Question

Evaluate: \[\mathop {\lim }\limits_{x \to 1} \dfrac{{{x^{15}} - 1}}{{{x^{10}} - 1}}\].

Answer 1

Hint: First we will first put \[x = 1\] in the above equation and check if it is in the \[\dfrac{0}{0}\] form. If it is then we will solve the above equation by using the theorem, \[\mathop {\lim }\limits_{x \to a} \dfrac{{{x^n} - {a^n}}}{{x - a}} = n{a^{n - 1}}\]to find the required value.

Complete step by step answer:

We are given
\[\mathop {\lim }\limits_{x \to 1} \dfrac{{{x^{15}} - 1}}{{{x^{10}} - 1}}{\text{ ......eq.(1)}}\]

Putting \[x = 1\] in the above equation, we get
\[
   \Rightarrow \dfrac{{{1^{15}} - 1}}{{{1^{10}} - 1}} \\
   \Rightarrow \dfrac{{1 - 1}}{{1 - 1}} \\
   \Rightarrow \dfrac{0}{0} \\
 \]

Since it is of the form \[\dfrac{0}{0}\].
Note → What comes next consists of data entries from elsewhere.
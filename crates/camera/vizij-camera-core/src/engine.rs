//! Engine: stateless request facade over the keypoint generators, sequencer and preview.
//!
//! Methods:
//! - create_animation, auto_keyframes, preview, preset, presets
//! - `*_json` variants taking and returning serde_json values for hosts

use serde::de::DeserializeOwned;
use serde::Serialize;

use crate::animation::{build_animation, Animation, AnimationParams};
use crate::autoframe::auto_keyframes_with_limit;
use crate::config::EngineConfig;
use crate::data::{Keypoint, PreviewPoint};
use crate::error::CameraError;
use crate::interp::easing::AnimationStyle;
use crate::presets::{catalog, Preset, PresetInfo};
use crate::preview::{preview, preview_summary, PreviewSummary};
use crate::requests::{
    AutoKeyframesRequest, CreateAnimationRequest, PresetRequest, PreviewRequest,
};
use crate::Result;

/// Holds configuration only; every call works on its own inputs.
#[derive(Clone, Debug, Default)]
pub struct CameraEngine {
    cfg: EngineConfig,
}

impl CameraEngine {
    pub fn new(cfg: EngineConfig) -> Self {
        Self { cfg }
    }

    /// Like [`CameraEngine::new`] but rejects an invalid configuration.
    pub fn try_new(cfg: EngineConfig) -> Result<Self> {
        cfg.validate()?;
        Ok(Self::new(cfg))
    }

    #[inline]
    pub fn config(&self) -> &EngineConfig {
        &self.cfg
    }

    /// Validate, sort, sequence and annotate a caller-authored keypoint set.
    pub fn create_animation(&self, req: &CreateAnimationRequest) -> Result<Animation> {
        self.cfg
            .check_duration(req.duration)
            .map_err(|err| self.reject("create", err))?;
        let fps = req.fps.unwrap_or(self.cfg.default_fps);
        self.cfg
            .check_fps(fps)
            .map_err(|err| self.reject("create", err))?;
        let style = AnimationStyle::from_label(&req.style);
        let params = AnimationParams {
            scene_id: &req.scene_id,
            duration: req.duration,
            style,
            fps,
            fov: self.cfg.default_fov,
            smoothing: self.cfg.smoothing,
        };
        build_animation(&req.key_points, &params).map_err(|err| self.reject("create", err))
    }

    pub fn auto_keyframes(&self, req: &AutoKeyframesRequest) -> Result<Vec<Keypoint>> {
        self.cfg
            .check_duration(req.duration)
            .map_err(|err| self.reject("auto-keyframes", err))?;
        auto_keyframes_with_limit(
            &req.scene_data.objects,
            req.duration,
            &req.focus_set(),
            self.cfg.max_focus_objects,
        )
        .map_err(|err| self.reject("auto-keyframes", err))
    }

    pub fn preview(&self, req: &PreviewRequest) -> Result<Vec<PreviewPoint>> {
        self.cfg
            .check_preview_resolution(req.resolution)
            .map_err(|err| self.reject("preview", err))?;
        preview(&req.key_points, req.resolution).map_err(|err| self.reject("preview", err))
    }

    /// Preview points plus the counts hosts display next to them.
    pub fn preview_with_summary(
        &self,
        req: &PreviewRequest,
    ) -> Result<(Vec<PreviewPoint>, PreviewSummary)> {
        let points = self.preview(req)?;
        let summary = preview_summary(&req.key_points, &points, req.resolution);
        Ok((points, summary))
    }

    /// Generate a preset; unknown names fall back to orbit.
    pub fn preset(&self, req: &PresetRequest) -> Result<Vec<Keypoint>> {
        self.cfg
            .check_duration(req.duration)
            .map_err(|err| self.reject("preset", err))?;
        let preset = Preset::from_name(&req.preset);
        let keypoints = preset.keypoints(&req.scene_data.objects, req.duration);
        log::info!(
            "generated '{}' preset: {} keypoints over {}s",
            preset.id(),
            keypoints.len(),
            req.duration
        );
        Ok(keypoints)
    }

    pub fn presets(&self) -> Vec<PresetInfo> {
        catalog()
    }

    pub fn create_animation_json(&self, req: serde_json::Value) -> Result<serde_json::Value> {
        handle_json(req, |r: CreateAnimationRequest| self.create_animation(&r))
    }

    pub fn auto_keyframes_json(&self, req: serde_json::Value) -> Result<serde_json::Value> {
        handle_json(req, |r: AutoKeyframesRequest| self.auto_keyframes(&r))
    }

    pub fn preview_json(&self, req: serde_json::Value) -> Result<serde_json::Value> {
        handle_json(req, |r: PreviewRequest| self.preview(&r))
    }

    pub fn preset_json(&self, req: serde_json::Value) -> Result<serde_json::Value> {
        handle_json(req, |r: PresetRequest| self.preset(&r))
    }

    fn reject(&self, op: &str, err: CameraError) -> CameraError {
        log::warn!("{op} rejected ({}): {}", err.category(), err.reason());
        err
    }
}

fn handle_json<Req, Resp>(
    req: serde_json::Value,
    op: impl FnOnce(Req) -> Result<Resp>,
) -> Result<serde_json::Value>
where
    Req: DeserializeOwned,
    Resp: Serialize,
{
    let parsed: Req = serde_json::from_value(req)?;
    let resp = op(parsed)?;
    Ok(serde_json::to_value(resp)?)
}

#[cfg(test)]
mod tests {
    use super::*;
    use crate::data::{SceneData, SceneObject};

    fn line() -> Vec<Keypoint> {
        vec![
            Keypoint::new(0.0, [0.0, 0.0, 0.0], [0.0, 0.0, 0.0]),
            Keypoint::new(10.0, [10.0, 0.0, 0.0], [0.0, 0.0, 0.0]),
        ]
    }

    fn create(duration: f32, style: &str, fps: Option<u32>) -> CreateAnimationRequest {
        CreateAnimationRequest {
            scene_id: "scene".into(),
            duration,
            style: style.into(),
            key_points: line(),
            fps,
        }
    }

    #[test]
    fn create_uses_config_defaults() {
        let engine = CameraEngine::new(EngineConfig::default().with_fps(12).with_fov(60.0));
        let anim = engine.create_animation(&create(10.0, "smooth", None)).unwrap();
        assert_eq!(anim.settings.fps, 12);
        assert_eq!(anim.frames.len(), 120);
        assert!(anim.frames.iter().all(|f| f.fov == 60.0));
        assert_eq!(anim.metadata.style, AnimationStyle::Smooth);
    }

    #[test]
    fn unknown_style_falls_back() {
        let engine = CameraEngine::default();
        let anim = engine
            .create_animation(&create(10.0, "wobbly", Some(1)))
            .unwrap();
        assert_eq!(anim.metadata.style, AnimationStyle::Educational);
    }

    #[test]
    fn create_rejects_bad_duration() {
        let engine = CameraEngine::default();
        assert!(engine.create_animation(&create(0.0, "smooth", None)).is_err());
        assert!(engine.create_animation(&create(601.0, "smooth", None)).is_err());
    }

    #[test]
    fn create_rejects_unbounded_frame_rate() {
        let engine = CameraEngine::default();
        let err = engine
            .create_animation(&create(600.0, "smooth", Some(u32::MAX)))
            .unwrap_err();
        assert!(err.reason().contains("fps"));
        assert!(engine.create_animation(&create(10.0, "smooth", Some(0))).is_err());
        assert!(engine.create_animation(&create(10.0, "smooth", Some(240))).is_ok());
    }

    #[test]
    fn preview_rejects_unbounded_resolution() {
        let engine = CameraEngine::default();
        let req = PreviewRequest {
            key_points: line(),
            resolution: u32::MAX,
        };
        assert!(engine.preview(&req).is_err());
        let req = PreviewRequest {
            resolution: 1_000,
            ..req
        };
        assert_eq!(engine.preview(&req).unwrap().len(), 1_001);
    }

    #[test]
    fn auto_keyframes_respects_focus_cap() {
        let engine = CameraEngine::new(EngineConfig::default().with_max_focus_objects(1));
        let req = AutoKeyframesRequest {
            scene_data: SceneData {
                objects: vec![
                    SceneObject::new("a", [0.0; 3]),
                    SceneObject::new("b", [4.0, 0.0, 0.0]),
                ],
            },
            duration: 60.0,
            focus_points: vec!["a".into(), "b".into()],
        };
        let kps = engine.auto_keyframes(&req).unwrap();
        assert_eq!(kps.len(), 3);

        let empty = AutoKeyframesRequest {
            scene_data: SceneData::default(),
            ..req
        };
        let err = engine.auto_keyframes(&empty).unwrap_err();
        assert_eq!(err.reason(), "Scene data with at least one object is required");
    }

    #[test]
    fn preset_unknown_name_is_orbit() {
        let engine = CameraEngine::default();
        let req = PresetRequest {
            preset: "spiral".into(),
            scene_data: SceneData::default(),
            duration: 30.0,
        };
        assert_eq!(engine.preset(&req).unwrap().len(), 9);
        assert_eq!(engine.presets().len(), 5);
    }

    #[test]
    fn try_new_validates() {
        assert!(CameraEngine::try_new(EngineConfig::default().with_fps(0)).is_err());
        assert!(CameraEngine::try_new(EngineConfig::default()).is_ok());
    }

    #[test]
    fn json_entry_points() {
        let engine = CameraEngine::default();
        let out = engine
            .preview_json(serde_json::json!({
                "keyPoints": [
                    {"time": 0, "position": [0,0,0], "target": [0,0,0]},
                    {"time": 10, "position": [10,0,0], "target": [0,0,0]}
                ],
                "resolution": 10
            }))
            .unwrap();
        assert_eq!(out.as_array().unwrap().len(), 11);

        let err = engine
            .preview_json(serde_json::json!({"resolution": 10}))
            .unwrap_err();
        assert!(err.reason().starts_with("malformed request"));

        let err = engine
            .create_animation_json(serde_json::json!({
                "sceneId": "s",
                "duration": 5,
                "keyPoints": [{"time": 0, "position": [0,0,0], "target": [0,0,0]}]
            }))
            .unwrap_err();
        assert_eq!(err.category(), "validation");
    }
}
Dividing the numerator and denominator of the equation (1) by \[x - 1\], we get
\[
   \Rightarrow \mathop {\lim }\limits_{x \to 1} \dfrac{{\left( {\dfrac{{{x^{15}} - 1}}{{x - 1}}} \right)}}{{\left( {\dfrac{{{x^{10}} - 1}}{{x - 1}}} \right)}} \\
   \Rightarrow \mathop {\lim }\limits_{x \to 1} \dfrac{{\left( {\dfrac{{{x^{15}} - {1^{15}}}}{{x - 1}}} \right)}}{{\left( {\dfrac{{{x^{10}} - {1^{10}}}}{{x - 1}}} \right)}} \\
 \]
So, we will solve the above equation by using the theorem on limits, \[\mathop {\lim }\limits_{x \to a} \dfrac{{{x^n} - {a^n}}}{{x - a}} = n{a^{n - 1}}\].
\[
   \Rightarrow \dfrac{{15{{\left( 1 \right)}^{14}}}}{{10{{\left( 1 \right)}^9}}} \\
   \Rightarrow \dfrac{{15\left( 1 \right)}}{{10\left( 1 \right)}} \\
   \Rightarrow \dfrac{{15}}{{10}} \\
   \Rightarrow \dfrac{3}{2} \\
 \]

Note: Students should be familiar with the formula to find the limits and the theorems, as some get confused while applying the formulae. When a limit approaches to a number \[a\], it does not mean the function is not equal to \[a\]. We know that any power of 1 is always 1. We will not use the limit on the left equation after removing the variable \[x\]. Avoid calculation mistakes.